### TASK INSTRUCTIONS
Wherever the word "treepick" appears in the entries, copy the whole line.

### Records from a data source
####################
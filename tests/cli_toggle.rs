mod common;

use common::*;

fn tree_env() -> TestEnv {
    let env = TestEnv::new();
    env.write_project_file("folders.json", MAILBOX_TREE_JSON);
    env
}

#[test]
fn test_toggle_on_checks_whole_subtree_and_persists() {
    let env = tree_env();

    let result = env.run(&[
        "toggle",
        "inbox",
        "--on",
        "--tree",
        "folders.json",
        "--selection",
        "selection.json",
    ]);

    assert!(result.success, "stderr:\n{}", result.stderr);
    assert!(result.stdout.contains("Checked 'inbox' (+3 -0)"));
    assert!(result.stdout.contains("  + inbox-work"));
    assert!(result.stdout.contains("Selected: 3/7 items"));
    assert_eq!(
        env.read_selection("selection.json"),
        vec!["inbox", "inbox-personal", "inbox-work"]
    );
}

#[test]
fn test_toggle_off_child_keeps_checked_parent() {
    let env = tree_env();
    let base = ["--tree", "folders.json", "--selection", "selection.json"];

    let on = env.run(&[&["toggle", "inbox", "--on"][..], &base[..]].concat());
    assert!(on.success, "stderr:\n{}", on.stderr);

    let off = env.run(&[&["toggle", "inbox-work", "--off"][..], &base[..]].concat());
    assert!(off.success, "stderr:\n{}", off.stderr);
    assert!(off.stdout.contains("  - inbox-work"));

    assert_eq!(
        env.read_selection("selection.json"),
        vec!["inbox", "inbox-personal"]
    );
}

#[test]
fn test_toggle_off_parent_leaves_siblings() {
    let env = tree_env();
    env.write_project_file("selection.json", BARE_SELECTION_JSON);

    let result = env.run(&[
        "toggle",
        "inbox",
        "--off",
        "--tree",
        "folders.json",
        "--selection",
        "selection.json",
    ]);

    assert!(result.success, "stderr:\n{}", result.stderr);
    assert_eq!(env.read_selection("selection.json"), vec!["sent"]);

    // The bare array is upgraded to a full document
    let doc: serde_json::Value =
        serde_json::from_str(&env.read_project_file("selection.json")).unwrap();
    assert_eq!(doc["version"], 1);
    assert_eq!(doc["source"], "file");
    assert!(doc["tree_digest"].as_str().unwrap().starts_with("sha256:"));
}

#[test]
fn test_toggle_is_idempotent() {
    let env = tree_env();
    let args = [
        "toggle",
        "inbox",
        "--on",
        "--tree",
        "folders.json",
        "--selection",
        "selection.json",
    ];

    assert!(env.run(&args).success);
    let first = env.read_selection("selection.json");

    let again = env.run(&args);
    assert!(again.success);
    assert!(again.stdout.contains("Checked 'inbox': no change"));
    assert_eq!(env.read_selection("selection.json"), first);
}

#[test]
fn test_toggle_dry_run_does_not_write() {
    let env = tree_env();

    let result = env.run(&[
        "toggle",
        "sent",
        "--on",
        "--tree",
        "folders.json",
        "--selection",
        "selection.json",
        "--dry-run",
    ]);

    assert!(result.success, "stderr:\n{}", result.stderr);
    assert!(result.stdout.contains("  + sent"));
    assert!(result.stdout.contains("Dry run: selection.json not written"));
    assert!(!env.project_path("selection.json").exists());
}

#[test]
fn test_toggle_unknown_node_is_a_warning_and_no_op() {
    let env = tree_env();
    env.write_project_file("selection.json", BARE_SELECTION_JSON);

    let result = env.run(&[
        "toggle",
        "spam",
        "--on",
        "--tree",
        "folders.json",
        "--selection",
        "selection.json",
    ]);

    assert!(result.success, "stderr:\n{}", result.stderr);
    assert!(result.stderr.contains("unknown node 'spam'"));
    assert!(result.stdout.contains("no change"));
    assert_eq!(env.read_project_file("selection.json"), BARE_SELECTION_JSON);
}

#[test]
fn test_toggle_requires_on_or_off() {
    let env = tree_env();

    let result = env.run(&[
        "toggle",
        "inbox",
        "--tree",
        "folders.json",
        "--selection",
        "selection.json",
    ]);

    assert!(!result.success);
    assert_eq!(result.exit_code, 2);
}

#[test]
fn test_toggle_demo_starts_from_default_selection() {
    let env = TestEnv::new();

    let result = env.run(&[
        "toggle",
        "deleted",
        "--on",
        "--demo",
        "--selection",
        "selection.json",
    ]);

    assert!(result.success, "stderr:\n{}", result.stderr);
    assert!(result.stdout.contains("Selected: 7/7 items"));
    assert_eq!(env.read_selection("selection.json").len(), 7);
}

#[test]
fn test_toggle_yaml_selection_document() {
    let env = tree_env();

    let result = env.run(&[
        "toggle",
        "archive",
        "--on",
        "--tree",
        "folders.json",
        "--selection",
        "picked.yaml",
    ]);

    assert!(result.success, "stderr:\n{}", result.stderr);
    let yaml = env.read_project_file("picked.yaml");
    assert!(yaml.contains("version: 1"));
    assert!(yaml.contains("- archive"));
    assert!(!env.project_path("picked.yaml.tmp").exists());
}
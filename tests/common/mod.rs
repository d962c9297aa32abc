//! Common test utilities for treepick CLI tests.
//!
//! - `TestEnv`: isolated project and home directories plus CLI helpers
//! - Fixtures: tree and selection documents used across tests

#![allow(dead_code)]

pub mod env;
pub mod fixtures;

pub use env::*;
pub use fixtures::*;
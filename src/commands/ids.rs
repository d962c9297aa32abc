//! Ids command handler
//!
//! Prints the descendant-inclusive id set of a node, in preorder: exactly the
//! ids a toggle of that node would add or remove.

use anyhow::Result;

use treepick::tree::find_node;
use treepick::ui::json::{emit_event, events::IdsEvent};

use super::{load_tree, unknown_node_warning, CommandContext};
use crate::cli::SourceArgs;

pub fn cmd_ids(ctx: &CommandContext, source: &SourceArgs, node: &str) -> Result<()> {
    let tree = load_tree(source, ctx)?;

    let ids = find_node(&tree.roots, node).map(|found| found.subtree_ids());
    if ids.is_none() {
        ctx.warn(unknown_node_warning(node))?;
    }

    if ctx.json {
        emit_event(&IdsEvent::new(ctx.command, node, ids))?;
        return ctx.complete();
    }

    for id in ids.unwrap_or_default() {
        println!("{}", id);
    }
    Ok(())
}
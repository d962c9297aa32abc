//! Environment variable validation with helpful error messages
//!
//! Invalid values fall back to a default, with a warning that names the
//! variable, lists the valid values, and suggests the closest one.

use std::io::Write;

/// Validator for environment variable values
pub struct EnvVarValidator<'a> {
    var_name: &'a str,
    valid_values: &'a [&'a str],
}

impl<'a> EnvVarValidator<'a> {
    pub fn new(var_name: &'a str, valid_values: &'a [&'a str]) -> Self {
        Self {
            var_name,
            valid_values,
        }
    }

    /// Parse a value, returning `default` (with a warning on stderr) if invalid
    pub fn parse<T, F>(&self, value: &str, parser: F, default: T) -> T
    where
        F: Fn(&str) -> Option<T>,
    {
        self.parse_with_writer(value, parser, default, &mut std::io::stderr())
    }

    /// Parse with a custom writer (for testing)
    pub fn parse_with_writer<T, F, W>(
        &self,
        value: &str,
        parser: F,
        default: T,
        writer: &mut W,
    ) -> T
    where
        F: Fn(&str) -> Option<T>,
        W: Write,
    {
        match parser(value) {
            Some(parsed) => parsed,
            None => {
                let suggestion = match closest(value, self.valid_values) {
                    Some(s) => format!(". Did you mean '{}'?", s),
                    None => String::new(),
                };
                let _ = writeln!(
                    writer,
                    "Warning: Invalid {} value '{}'{}",
                    self.var_name, value, suggestion
                );
                let _ = writeln!(writer, "Valid values: {}", self.valid_values.join(", "));
                default
            }
        }
    }
}

/// Closest candidate within two edits, if any
pub fn closest<'c>(value: &str, candidates: &[&'c str]) -> Option<&'c str> {
    let input = value.to_lowercase();
    let mut best: Option<(&str, usize)> = None;

    for &candidate in candidates {
        let dist = levenshtein(&input, candidate);
        match best {
            None => best = Some((candidate, dist)),
            Some((_, best_dist)) if dist < best_dist => best = Some((candidate, dist)),
            _ => {}
        }
    }

    match best {
        Some((candidate, dist)) if dist <= 2 && dist > 0 => Some(candidate),
        _ => None,
    }
}

/// Levenshtein distance over bytes
pub fn levenshtein(a: &str, b: &str) -> usize {
    if a == b {
        return 0;
    }

    let a_bytes = a.as_bytes();
    let b_bytes = b.as_bytes();

    if a_bytes.is_empty() {
        return b_bytes.len();
    }
    if b_bytes.is_empty() {
        return a_bytes.len();
    }

    let mut prev_row: Vec<usize> = (0..=b_bytes.len()).collect();
    let mut curr_row: Vec<usize> = vec![0; b_bytes.len() + 1];

    for (i, a_char) in a_bytes.iter().enumerate() {
        curr_row[0] = i + 1;
        for (j, b_char) in b_bytes.iter().enumerate() {
            let cost = if a_char == b_char { 0 } else { 1 };
            curr_row[j + 1] = (prev_row[j + 1] + 1)
                .min(curr_row[j] + 1)
                .min(prev_row[j] + cost);
        }
        std::mem::swap(&mut prev_row, &mut curr_row);
    }

    prev_row[b_bytes.len()]
}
####################
### RESPONSE AREA
//! Common test utilities for treepick CLI tests.
use treepick::tree::find_node;
use treepick::ui::json::{emit_event, events::IdsEvent};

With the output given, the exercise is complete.